◆ **ABOUT THIS TASK**:
Within the listing below, how many lines hold "such"? Reply with that number and no other text.

━━━━━━━━━━

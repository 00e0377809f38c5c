//! cw CLI - Cromwell on MGI compute

use std::path::{Path, PathBuf};

use clap::{Parser, Subcommand};
use colored::Colorize;

use cw::error::{CwError, FixSuggestion};
use cw::{outputs, pipelines, Reporter};

#[derive(Parser)]
#[command(name = "cw")]
#[command(about = "Cromwell on MGI Compute")]
#[command(version)]
struct Cli {
    /// Show debug logging on stderr
    #[arg(short, long, global = true)]
    verbose: bool,

    #[command(subcommand)]
    command: Commands,
}

#[derive(Subcommand)]
enum Commands {
    /// Gather outputs from a Cromwell run
    ///
    /// Give the metadata file, destination path, and the outputs to gather.
    /// Make sure the destination exists. Generate the metadata file with
    /// `cromshell metadata <WORKFLOW_ID>`.
    ///
    /// For tasks and outputs, give a known pipeline or a YAML/JSON file
    /// mapping task names to lists of outputs.
    Outputs {
        /// Workflow metadata JSON
        metadata_file: PathBuf,

        /// Existing directory to copy outputs into
        destination: PathBuf,

        /// Known pipeline name or tasks-and-outputs file
        tasks_and_outputs: String,
    },

    /// List known pipelines and the outputs they gather
    Pipelines,
}

fn main() {
    let cli = Cli::parse();

    let level = if cli.verbose {
        tracing::Level::DEBUG
    } else {
        tracing::Level::WARN
    };
    tracing_subscriber::fmt()
        .with_writer(std::io::stderr)
        .with_env_filter(
            tracing_subscriber::EnvFilter::builder()
                .with_default_directive(level.into())
                .from_env_lossy(),
        )
        .init();

    let result = match cli.command {
        Commands::Outputs {
            metadata_file,
            destination,
            tasks_and_outputs,
        } => gather_outputs(&metadata_file, &destination, &tasks_and_outputs),
        Commands::Pipelines => list_pipelines(),
    };

    if let Err(e) = result {
        eprintln!("{} {}", "Error:".red().bold(), e);
        if let Some(suggestion) = e.fix_suggestion() {
            eprintln!("  {} {}", "Fix:".yellow(), suggestion);
        }
        std::process::exit(1);
    }
}

fn gather_outputs(
    metadata_file: &Path,
    destination: &Path,
    tasks_and_outputs: &str,
) -> Result<(), CwError> {
    let mut reporter = Reporter::stdio();
    let summary = outputs::run(metadata_file, destination, tasks_and_outputs, &mut reporter)?;
    tracing::debug!(?summary, "gather finished");
    Ok(())
}

fn list_pipelines() -> Result<(), CwError> {
    for (name, spec) in pipelines::all() {
        println!("{}", name.cyan().bold());
        for (task, fields) in spec.iter() {
            println!("  {}: {}", task, fields.join(" "));
        }
    }
    Ok(())
}
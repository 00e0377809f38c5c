//! Error types with fix suggestions
//!
//! Error code ranges:
//! - CW-000-009: Input errors (metadata file, destination)
//! - CW-010-019: Tasks-and-outputs resolution errors
//! - CW-020-029: Metadata document errors
//! - CW-030-039: Output field / copy errors

use std::path::PathBuf;

use thiserror::Error;

pub type Result<T> = std::result::Result<T, CwError>;

/// Trait for errors that provide fix suggestions
pub trait FixSuggestion {
    fn fix_suggestion(&self) -> Option<&str>;
}

#[derive(Error, Debug)]
pub enum CwError {
    // ─────────────────────────────────────────────────────────────
    // Input errors (CW-000 to CW-001)
    // ─────────────────────────────────────────────────────────────

    #[error("CW-000: Metadata file <{}> does not exist!", .path.display())]
    MetadataNotFound { path: PathBuf },

    #[error("CW-001: Destination directory <{}> does not exist!", .path.display())]
    DestinationNotFound { path: PathBuf },

    // ─────────────────────────────────────────────────────────────
    // Tasks-and-outputs errors (CW-010 to CW-011)
    // ─────────────────────────────────────────────────────────────

    #[error("CW-010: No such known pipeline <{token}>.")]
    UnknownPipeline { token: String },

    #[error("CW-011: Invalid tasks-and-outputs file <{}>: {details}", .path.display())]
    InvalidSpecFile { path: PathBuf, details: String },

    // ─────────────────────────────────────────────────────────────
    // Metadata errors (CW-020)
    // ─────────────────────────────────────────────────────────────

    #[error("CW-020: {details}")]
    MalformedMetadata { details: String },

    // ─────────────────────────────────────────────────────────────
    // Output errors (CW-030 to CW-033)
    // ─────────────────────────────────────────────────────────────

    #[error("CW-030: Output <{field}> not found for task <{task}> shard {shard}")]
    MissingOutputField { task: String, field: String, shard: i64 },

    #[error("CW-031: Output <{field}> of task <{task}> shard {shard} is not a path or list of paths")]
    InvalidOutputValue { task: String, field: String, shard: i64 },

    #[error("CW-032: Cannot copy <{}>: path has no file name", .path.display())]
    InvalidSourcePath { path: PathBuf },

    #[error("CW-033: Cannot copy <{}> onto itself", .path.display())]
    SameFile { path: PathBuf },

    #[error("IO error: {0}")]
    Io(#[from] std::io::Error),
}

impl FixSuggestion for CwError {
    fn fix_suggestion(&self) -> Option<&str> {
        match self {
            CwError::MetadataNotFound { .. } => {
                Some("Generate the metadata file with `cromshell metadata <WORKFLOW_ID>`")
            }
            CwError::DestinationNotFound { .. } => {
                Some("Create the destination directory before gathering outputs")
            }
            CwError::UnknownPipeline { .. } => {
                Some("Give a tasks-and-outputs YAML file or a known pipeline (see `cw pipelines`)")
            }
            CwError::InvalidSpecFile { .. } => {
                Some("Use a mapping of task name to a list of output names, e.g. `hic.hiccups: [merged_loops]`")
            }
            CwError::MalformedMetadata { .. } => {
                Some("Check the file is complete Cromwell metadata JSON with workflowName and calls")
            }
            CwError::MissingOutputField { .. } => {
                Some("Check the output name against the task's outputs in the metadata")
            }
            CwError::InvalidOutputValue { .. } => {
                Some("Only File and Array[File] outputs can be gathered")
            }
            CwError::InvalidSourcePath { .. } => Some("Check the output paths in the metadata"),
            CwError::SameFile { .. } => {
                Some("Choose a destination outside the workflow's execution directories")
            }
            CwError::Io(_) => Some("Check file path and permissions"),
        }
    }
}
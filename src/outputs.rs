//! Gather outputs from a Cromwell run
//!
//! Ties the pieces together: resolve the tasks and outputs, then for each
//! task collect its `Done` shards and copy their files under
//! `<destination>/<task short name>/`.

use std::io::Write;
use std::path::Path;

use tracing::debug;

use crate::collect::collect_shards;
use crate::error::{CwError, Result};
use crate::materialize::materialize;
use crate::metadata::Metadata;
use crate::output_spec::{self, OutputSpec};
use crate::report::Reporter;

/// Counters for one gather run
#[derive(Debug, Clone, Default, PartialEq, Eq)]
pub struct RunSummary {
    pub tasks_processed: usize,
    pub tasks_skipped: usize,
    pub files_copied: usize,
    pub files_missing: usize,
}

/// Run a full gather: load the metadata, check the destination, resolve
/// `tasks_and_outputs`, then copy every task's files.
pub fn run<O: Write, E: Write>(
    metadata_file: &Path,
    destination: &Path,
    tasks_and_outputs: &str,
    reporter: &mut Reporter<O, E>,
) -> Result<RunSummary> {
    let metadata = Metadata::load(metadata_file)?;

    if !destination.is_dir() {
        return Err(CwError::DestinationNotFound {
            path: destination.to_path_buf(),
        });
    }

    let spec = output_spec::resolve(tasks_and_outputs)?;
    gather(&metadata, &spec, destination, reporter)
}

/// Copy the outputs named in `spec` from an already loaded run.
///
/// Tasks are processed in `spec` order. A task missing from the metadata
/// is skipped with a warning; files already copied for earlier tasks stay
/// in place if a later task fails.
pub fn gather<O: Write, E: Write>(
    metadata: &Metadata,
    spec: &OutputSpec,
    destination: &Path,
    reporter: &mut Reporter<O, E>,
) -> Result<RunSummary> {
    let mut summary = RunSummary::default();

    for (task, fields) in spec.iter() {
        reporter.task_start(task, fields)?;

        let Some(calls) = metadata.task_calls(task)? else {
            reporter.task_not_found(task)?;
            summary.tasks_skipped += 1;
            continue;
        };

        let collected = collect_shards(task, &calls, fields)?;
        reporter.shards_done(collected.done_count(), collected.shard_count())?;

        let task_dir = destination.join(metadata.task_short_name(task));
        debug!(task, dir = %task_dir.display(), "gathering task outputs");
        let copied = materialize(&collected.shards, &task_dir, reporter)?;

        summary.tasks_processed += 1;
        summary.files_copied += copied.copied.len();
        summary.files_missing += copied.missing.len();
    }

    reporter.done()?;
    Ok(summary)
}
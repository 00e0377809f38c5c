//! Shard collection
//!
//! Groups a task's call records by shard and resolves the requested
//! output fields of every `Done` call to a flat list of paths.

use std::collections::BTreeSet;

use tracing::debug;

use crate::error::Result;
use crate::metadata::CallRecord;

/// Files produced by one `Done` call
#[derive(Debug, Clone, PartialEq, Eq)]
pub struct ShardFiles {
    pub shard_index: i64,
    pub files: Vec<String>,
}

/// Collected outputs for one task
#[derive(Debug, Clone, Default, PartialEq, Eq)]
pub struct ShardOutputs {
    /// One entry per `Done` call, in call order
    pub shards: Vec<ShardFiles>,
    /// Every shard index seen, done or not
    pub shard_indices: BTreeSet<i64>,
}

impl ShardOutputs {
    pub fn done_count(&self) -> usize {
        self.shards.len()
    }

    pub fn shard_count(&self) -> usize {
        self.shard_indices.len()
    }
}

/// Collect the files of `fields` from every `Done` call of `task`.
///
/// Retries of the same shard that both finished `Done` are both kept.
/// A `Done` call missing one of `fields` is an error.
pub fn collect_shards(task: &str, calls: &[CallRecord], fields: &[String]) -> Result<ShardOutputs> {
    let mut collected = ShardOutputs::default();

    for call in calls {
        if let Some(idx) = call.shard_index() {
            collected.shard_indices.insert(idx);
        }
        let Some(done) = call.as_done() else {
            continue;
        };

        let mut files = Vec::new();
        for field in fields {
            files.extend(done.output_files(task, field)?);
        }
        collected.shards.push(ShardFiles {
            shard_index: done.shard_index,
            files,
        });
    }

    debug!(
        task,
        done = collected.done_count(),
        shards = collected.shard_count(),
        "collected shard outputs"
    );
    Ok(collected)
}
//! cw - gather task outputs from Cromwell workflow runs

pub mod collect;
pub mod error;
pub mod materialize;
pub mod metadata;
pub mod output_spec;
pub mod outputs;
pub mod pipelines;
pub mod report;

pub use collect::{collect_shards, ShardFiles, ShardOutputs};
pub use error::{CwError, FixSuggestion, Result};
pub use materialize::{materialize, MaterializeReport};
pub use metadata::{CallRecord, DoneCall, Metadata};
pub use output_spec::{resolve, OutputSpec};
pub use outputs::RunSummary;
pub use report::Reporter;
//! Integration tests for the cw CLI
//!
//! These tests run the actual binary and verify output and exit status.

use assert_cmd::Command;
use predicates::prelude::*;
use std::fs;
use tempfile::TempDir;

/// Get the binary to test
fn cw_cmd() -> Command {
    Command::cargo_bin("cw").unwrap()
}

fn write_run(dir: &TempDir) -> (String, String) {
    let src = dir.path().join("call-add_norm/inter_30.hic");
    fs::create_dir_all(src.parent().unwrap()).unwrap();
    fs::write(&src, "hic").unwrap();

    let metadata = serde_json::json!({
        "workflowName": "hic",
        "calls": {
            "hic.add_norm": [
                {"shardIndex": -1, "executionStatus": "Done",
                 "outputs": {"output_hic": src}},
            ],
        }
    });
    let metadata_file = dir.path().join("metadata.json");
    fs::write(&metadata_file, metadata.to_string()).unwrap();

    let dest = dir.path().join("outputs");
    fs::create_dir_all(&dest).unwrap();

    (
        metadata_file.to_string_lossy().into_owned(),
        dest.to_string_lossy().into_owned(),
    )
}

#[test]
fn test_help_flag() {
    cw_cmd()
        .arg("--help")
        .assert()
        .success()
        .stdout(predicate::str::contains("Cromwell on MGI Compute"))
        .stdout(predicate::str::contains("outputs"));
}

#[test]
fn test_outputs_help_mentions_cromshell() {
    cw_cmd()
        .args(["outputs", "--help"])
        .assert()
        .success()
        .stdout(predicate::str::contains("cromshell metadata"));
}

#[test]
fn test_pipelines_lists_encode_hic() {
    cw_cmd()
        .arg("pipelines")
        .env("NO_COLOR", "1")
        .assert()
        .success()
        .stdout(predicate::str::contains("encode_hic"))
        .stdout(predicate::str::contains("hic.calculate_stats: stats stats_json"));
}

#[test]
fn test_outputs_known_pipeline() {
    let dir = TempDir::new().unwrap();
    let (metadata_file, dest) = write_run(&dir);

    cw_cmd()
        .args(["outputs", &metadata_file, &dest, "encode_hic"])
        .assert()
        .success()
        .stdout(predicate::str::contains(
            "[INFO] Task <hic.add_norm> files: <output_hic>",
        ))
        .stdout(predicate::str::contains("[INFO] Found 1 of 1 tasks DONE"))
        .stdout(predicate::str::ends_with("[INFO] Done\n"))
        .stderr(predicate::str::contains(
            "[WARN] No task found for <hic.hiccups> ... skipping",
        ));

    assert!(dir.path().join("outputs/add_norm/inter_30.hic").is_file());
}

#[test]
fn test_outputs_missing_metadata_fails() {
    let dir = TempDir::new().unwrap();
    let missing = dir.path().join("metadata.json");

    cw_cmd()
        .env("NO_COLOR", "1")
        .args([
            "outputs",
            missing.to_str().unwrap(),
            dir.path().to_str().unwrap(),
            "encode_hic",
        ])
        .assert()
        .failure()
        .code(1)
        .stderr(predicate::str::contains("does not exist!"))
        .stderr(predicate::str::contains("cromshell metadata"));
}

#[test]
fn test_outputs_missing_destination_fails() {
    let dir = TempDir::new().unwrap();
    let (metadata_file, _) = write_run(&dir);
    let missing = dir.path().join("nowhere");

    cw_cmd()
        .args(["outputs", &metadata_file, missing.to_str().unwrap(), "encode_hic"])
        .assert()
        .failure()
        .stderr(predicate::str::contains("Destination directory"));
}

#[test]
fn test_outputs_unknown_pipeline_fails() {
    let dir = TempDir::new().unwrap();
    let (metadata_file, dest) = write_run(&dir);

    cw_cmd()
        .args(["outputs", &metadata_file, &dest, "unknown"])
        .assert()
        .failure()
        .stderr(predicate::str::contains("No such known pipeline <unknown>."));
}

#[test]
fn test_outputs_requires_three_arguments() {
    cw_cmd().args(["outputs", "metadata.json"]).assert().failure();
}
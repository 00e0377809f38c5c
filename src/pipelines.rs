//! Known pipelines
//!
//! Built-in tasks-and-outputs for pipelines we run often. To add a
//! pipeline, append an entry to `KNOWN_PIPELINES`.

use indexmap::IndexMap;
use once_cell::sync::Lazy;

use crate::output_spec::OutputSpec;

type PipelineDef = (&'static str, &'static [(&'static str, &'static [&'static str])]);

const KNOWN_PIPELINES: &[PipelineDef] = &[(
    "encode_hic",
    &[
        // merged bam
        ("hic.merge_replicates", &["bam"]),
        ("hic.calculate_stats", &["stats", "stats_json"]),
        ("hic.add_norm", &["output_hic"]),
        ("hic.create_eigenvector", &["eigenvector_bigwig", "eigenvector_wig"]),
        ("hic.create_eigenvector_10kb", &["eigenvector_bigwig", "eigenvector_wig"]),
        ("hic.arrowhead", &["out_file"]),
        ("hic.hiccups", &["merged_loops"]),
    ],
)];

static REGISTRY: Lazy<IndexMap<&'static str, OutputSpec>> = Lazy::new(|| {
    KNOWN_PIPELINES
        .iter()
        .map(|(name, tasks)| {
            let spec: OutputSpec = tasks
                .iter()
                .map(|(task, outputs)| (*task, outputs.iter().copied()))
                .collect();
            (*name, spec)
        })
        .collect()
});

/// Look up a known pipeline by exact name
pub fn get(name: &str) -> Option<&'static OutputSpec> {
    REGISTRY.get(name)
}

/// All known pipelines in registry order
pub fn all() -> impl Iterator<Item = (&'static str, &'static OutputSpec)> {
    REGISTRY.iter().map(|(name, spec)| (*name, spec))
}
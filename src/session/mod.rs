//! Session state: sequences moves end-to-end and owns win, terminal,
//! timer, and undo-budget policy.
//!
//! A [`Session`] is an explicitly owned value; there is no ambient
//! global game. Operations are synchronous and atomic: each returns the
//! ordered [`SessionEvent`]s it produced, and an illegal operation
//! returns an empty vector having changed nothing.

mod event;

pub use event::{GameOverReason, SessionEvent};

use crate::core::{self, Board, Direction};
use crate::history::{History, Snapshot};
use rand::rngs::SmallRng;
use rand::SeedableRng;

/// Undo budget granted to every new session. Never replenished.
pub const UNDO_BUDGET: u8 = 3;

/// Countdown used for timed sessions when no custom duration is given.
pub const DEFAULT_TIME_LIMIT_SECS: u32 = 300;

/// Where a session sits in its lifecycle.
///
/// `Ended` is terminal: no further moves, undos, or ticks are accepted
/// until a new session replaces this one.
#[derive(Clone, Copy, PartialEq, Eq, Debug)]
pub enum Phase {
    Active,
    Ended(GameOverReason),
}

/// The authoritative state of one game.
///
/// # Example
///
/// ```rust
/// use slide48::session::Session;
/// use slide48::core::Direction;
///
/// let mut session = Session::start_seeded(false, None, 0, 42);
/// assert_eq!(session.board().count_empty(), 14);
/// assert_eq!(session.undos_remaining(), 3);
///
/// for direction in Direction::all() {
///     if !session.apply_direction(direction).is_empty() {
///         break;
///     }
/// }
/// ```
#[derive(Debug)]
pub struct Session {
    board: Board,
    score: u32,
    best_score: u32,
    won: bool,
    timed: bool,
    time_remaining: u32,
    undos_remaining: u8,
    history: History,
    phase: Phase,
    rng: SmallRng,
}

impl Session {
    /// Start a fresh session: empty board with two spawned tiles, full
    /// undo budget, and the given best score carried over from earlier
    /// sessions. `custom_seconds` overrides the default countdown and is
    /// ignored for untimed sessions.
    pub fn start(timed: bool, custom_seconds: Option<u32>, best_score: u32) -> Self {
        Self::with_rng(timed, custom_seconds, best_score, SmallRng::from_entropy())
    }

    /// Like [`Session::start`] but seeded, for reproducible games.
    pub fn start_seeded(timed: bool, custom_seconds: Option<u32>, best_score: u32, seed: u64) -> Self {
        Self::with_rng(
            timed,
            custom_seconds,
            best_score,
            SmallRng::seed_from_u64(seed),
        )
    }

    fn with_rng(timed: bool, custom_seconds: Option<u32>, best_score: u32, mut rng: SmallRng) -> Self {
        let mut board = Board::empty();
        board.spawn_tile(&mut rng);
        board.spawn_tile(&mut rng);

        let time_remaining = if timed {
            custom_seconds
                .filter(|&secs| secs > 0)
                .unwrap_or(DEFAULT_TIME_LIMIT_SECS)
        } else {
            0
        };

        Self {
            board,
            score: 0,
            best_score,
            won: false,
            timed,
            time_remaining,
            undos_remaining: UNDO_BUDGET,
            history: History::new(),
            phase: Phase::Active,
            rng,
        }
    }

    /// Rebuild a session from restored state, e.g. a loaded checkpoint.
    /// RNG state is not part of the persisted record, so the resumed
    /// session draws from fresh entropy.
    #[allow(clippy::too_many_arguments)]
    pub fn restore(
        board: Board,
        score: u32,
        best_score: u32,
        won: bool,
        timed: bool,
        time_remaining: u32,
        undos_remaining: u8,
        history: History,
    ) -> Self {
        Self {
            board,
            score,
            best_score: best_score.max(score),
            won,
            timed,
            time_remaining,
            undos_remaining: undos_remaining.min(UNDO_BUDGET),
            history,
            phase: Phase::Active,
            rng: SmallRng::from_entropy(),
        }
    }

    pub fn board(&self) -> &Board {
        &self.board
    }

    pub fn score(&self) -> u32 {
        self.score
    }

    pub fn best_score(&self) -> u32 {
        self.best_score
    }

    /// Sticky for the remainder of the session once set.
    pub fn won(&self) -> bool {
        self.won
    }

    pub fn is_timed(&self) -> bool {
        self.timed
    }

    /// Seconds left on the countdown; 0 for untimed sessions.
    pub fn time_remaining(&self) -> u32 {
        self.time_remaining
    }

    pub fn undos_remaining(&self) -> u8 {
        self.undos_remaining
    }

    pub fn phase(&self) -> Phase {
        self.phase
    }

    pub fn is_ended(&self) -> bool {
        matches!(self.phase, Phase::Ended(_))
    }

    /// Whether an undo would currently succeed.
    pub fn can_undo(&self) -> bool {
        !self.is_ended() && self.undos_remaining > 0 && !self.history.is_empty()
    }

    /// The retained pre-move snapshots, oldest first.
    pub fn history(&self) -> &History {
        &self.history
    }

    fn snapshot(&self) -> Snapshot {
        Snapshot {
            board: self.board,
            score: self.score,
            time_remaining: self.time_remaining,
            timed: self.timed,
        }
    }

    /// Apply one directional move end-to-end.
    ///
    /// A move that would not change the board is illegal and a complete
    /// no-op: no snapshot is kept, no tile spawns, no score changes, and
    /// the returned event list is empty. A legal move commits the
    /// pre-move snapshot to history, applies score and win policy,
    /// spawns exactly one tile, and checks for the board-full terminal
    /// condition.
    pub fn apply_direction(&mut self, direction: Direction) -> Vec<SessionEvent> {
        if self.is_ended() {
            return Vec::new();
        }

        let snapshot = self.snapshot();
        let outcome = core::apply_move(&self.board, direction);
        if !outcome.changed {
            return Vec::new();
        }

        let mut events = Vec::new();
        let previous = self.board;

        self.history.push(snapshot);
        self.board = outcome.board;

        if outcome.score_delta > 0 {
            self.score += outcome.score_delta;
            if self.score > self.best_score {
                self.best_score = self.score;
            }
            events.push(SessionEvent::ScoreChanged {
                score: self.score,
                best_score: self.best_score,
            });
        }

        if outcome.won && !self.won {
            self.won = true;
            events.push(SessionEvent::Won);
        }

        self.board.spawn_tile(&mut self.rng);

        events.push(SessionEvent::BoardChanged {
            board: self.board,
            previous,
        });

        if self.board.is_terminal() {
            self.phase = Phase::Ended(GameOverReason::BoardFull);
            events.push(SessionEvent::GameOver {
                reason: GameOverReason::BoardFull,
            });
        }

        events.push(self.undo_availability());
        events
    }

    /// Advance a timed session's countdown by one second.
    ///
    /// No-op for untimed or already-ended sessions, so a scheduler may
    /// keep ticking after expiry without effect. Reaching zero ends the
    /// session with [`GameOverReason::TimeExpired`] exactly once; an
    /// already-earned win flag is left untouched.
    pub fn tick(&mut self) -> Vec<SessionEvent> {
        if !self.timed || self.is_ended() || self.time_remaining == 0 {
            return Vec::new();
        }

        self.time_remaining -= 1;
        let mut events = vec![SessionEvent::TimerTick {
            seconds_remaining: self.time_remaining,
        }];

        if self.time_remaining == 0 {
            self.phase = Phase::Ended(GameOverReason::TimeExpired);
            events.push(SessionEvent::GameOver {
                reason: GameOverReason::TimeExpired,
            });
        }

        events
    }

    /// Restore the most recent pre-move snapshot.
    ///
    /// A no-op (empty event list) when the session has ended, the
    /// per-session budget is spent, or no snapshot is retained. A
    /// successful undo restores board and score, restores the countdown
    /// when the snapshot was timed, and spends one undo. The win flag is
    /// deliberately not restored: a win earned before the undone move
    /// stays won.
    pub fn undo(&mut self) -> Vec<SessionEvent> {
        if !self.can_undo() {
            return Vec::new();
        }
        let snapshot = match self.history.pop() {
            Some(snapshot) => snapshot,
            None => return Vec::new(),
        };

        let previous = self.board;
        self.board = snapshot.board;
        self.score = snapshot.score;
        if snapshot.timed {
            self.time_remaining = snapshot.time_remaining;
        }
        self.undos_remaining -= 1;

        vec![
            SessionEvent::BoardChanged {
                board: self.board,
                previous,
            },
            SessionEvent::ScoreChanged {
                score: self.score,
                best_score: self.best_score,
            },
            self.undo_availability(),
        ]
    }

    fn undo_availability(&self) -> SessionEvent {
        SessionEvent::UndoAvailabilityChanged {
            undos_remaining: self.undos_remaining,
            can_undo: self.can_undo(),
        }
    }
}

━━━━━━━━━━

◆ **REPLY TO THE TASK**:
2